• _Exercise directions_
Reply only with how many lines in these entries hold the string "None".

• _Stored items_
►

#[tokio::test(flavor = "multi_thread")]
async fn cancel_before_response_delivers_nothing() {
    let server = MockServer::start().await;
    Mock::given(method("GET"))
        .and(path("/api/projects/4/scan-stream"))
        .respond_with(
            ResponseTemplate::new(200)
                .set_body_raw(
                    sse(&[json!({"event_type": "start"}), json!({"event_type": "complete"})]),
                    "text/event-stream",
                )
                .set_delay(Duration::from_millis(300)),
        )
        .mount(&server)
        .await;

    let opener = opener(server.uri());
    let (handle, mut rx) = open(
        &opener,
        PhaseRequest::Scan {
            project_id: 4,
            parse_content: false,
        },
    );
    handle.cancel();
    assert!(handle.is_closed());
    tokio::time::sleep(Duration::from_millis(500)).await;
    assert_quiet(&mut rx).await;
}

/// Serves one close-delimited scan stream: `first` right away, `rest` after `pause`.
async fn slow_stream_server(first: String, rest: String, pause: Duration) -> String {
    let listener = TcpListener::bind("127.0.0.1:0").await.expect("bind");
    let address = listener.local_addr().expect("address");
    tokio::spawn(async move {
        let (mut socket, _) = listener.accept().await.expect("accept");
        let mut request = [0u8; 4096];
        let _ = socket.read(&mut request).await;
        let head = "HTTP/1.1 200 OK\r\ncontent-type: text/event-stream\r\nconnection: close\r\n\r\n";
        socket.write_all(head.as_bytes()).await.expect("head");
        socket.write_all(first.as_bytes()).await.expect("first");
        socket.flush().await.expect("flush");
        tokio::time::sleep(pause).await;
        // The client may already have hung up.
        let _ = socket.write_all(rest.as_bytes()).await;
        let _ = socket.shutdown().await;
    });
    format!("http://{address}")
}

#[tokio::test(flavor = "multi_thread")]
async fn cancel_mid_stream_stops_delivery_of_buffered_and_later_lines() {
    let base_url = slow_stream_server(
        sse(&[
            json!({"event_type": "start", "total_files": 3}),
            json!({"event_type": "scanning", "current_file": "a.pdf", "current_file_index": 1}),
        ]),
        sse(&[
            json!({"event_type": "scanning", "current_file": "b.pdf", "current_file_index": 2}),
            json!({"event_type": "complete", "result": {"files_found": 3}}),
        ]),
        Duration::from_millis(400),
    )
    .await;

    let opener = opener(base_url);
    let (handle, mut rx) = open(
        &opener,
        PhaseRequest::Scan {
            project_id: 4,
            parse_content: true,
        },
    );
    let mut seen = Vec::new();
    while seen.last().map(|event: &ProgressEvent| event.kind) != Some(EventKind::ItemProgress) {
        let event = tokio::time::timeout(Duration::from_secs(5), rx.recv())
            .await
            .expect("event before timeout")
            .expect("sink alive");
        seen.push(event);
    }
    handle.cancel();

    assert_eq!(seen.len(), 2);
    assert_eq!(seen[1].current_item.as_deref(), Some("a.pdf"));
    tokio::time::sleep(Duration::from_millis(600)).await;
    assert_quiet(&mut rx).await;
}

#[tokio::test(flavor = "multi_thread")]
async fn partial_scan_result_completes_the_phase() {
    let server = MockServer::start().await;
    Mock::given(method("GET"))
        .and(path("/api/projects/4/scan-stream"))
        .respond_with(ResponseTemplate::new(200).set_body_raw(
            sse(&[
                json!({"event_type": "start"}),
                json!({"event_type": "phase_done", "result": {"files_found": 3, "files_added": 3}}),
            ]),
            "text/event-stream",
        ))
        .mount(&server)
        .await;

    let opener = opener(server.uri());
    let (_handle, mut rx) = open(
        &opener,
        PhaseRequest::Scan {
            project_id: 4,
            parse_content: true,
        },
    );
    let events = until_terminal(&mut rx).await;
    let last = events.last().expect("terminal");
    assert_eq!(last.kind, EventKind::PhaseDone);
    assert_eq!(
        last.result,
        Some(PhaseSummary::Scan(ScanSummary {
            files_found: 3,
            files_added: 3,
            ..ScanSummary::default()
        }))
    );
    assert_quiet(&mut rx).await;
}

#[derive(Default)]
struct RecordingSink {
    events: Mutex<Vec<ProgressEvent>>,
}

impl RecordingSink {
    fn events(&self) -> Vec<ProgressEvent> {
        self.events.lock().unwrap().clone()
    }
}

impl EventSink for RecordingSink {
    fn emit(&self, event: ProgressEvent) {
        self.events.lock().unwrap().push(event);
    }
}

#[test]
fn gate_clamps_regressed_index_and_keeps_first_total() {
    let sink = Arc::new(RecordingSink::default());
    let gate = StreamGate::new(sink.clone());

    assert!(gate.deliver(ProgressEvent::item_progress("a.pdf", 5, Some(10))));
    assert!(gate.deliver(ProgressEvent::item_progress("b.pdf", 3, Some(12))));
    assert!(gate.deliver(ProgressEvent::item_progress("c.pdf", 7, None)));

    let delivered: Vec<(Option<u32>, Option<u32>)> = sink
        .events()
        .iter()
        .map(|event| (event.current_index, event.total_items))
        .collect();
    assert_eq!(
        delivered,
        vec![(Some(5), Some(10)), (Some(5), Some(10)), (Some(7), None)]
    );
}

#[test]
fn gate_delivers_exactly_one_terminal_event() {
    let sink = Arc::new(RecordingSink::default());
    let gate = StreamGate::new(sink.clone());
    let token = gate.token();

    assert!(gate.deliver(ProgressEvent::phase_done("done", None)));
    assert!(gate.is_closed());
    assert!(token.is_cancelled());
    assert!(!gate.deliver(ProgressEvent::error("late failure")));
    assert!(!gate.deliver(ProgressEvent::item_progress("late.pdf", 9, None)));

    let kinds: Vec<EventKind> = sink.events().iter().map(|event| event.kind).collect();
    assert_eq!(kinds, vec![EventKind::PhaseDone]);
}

◄

• _Task solution_
4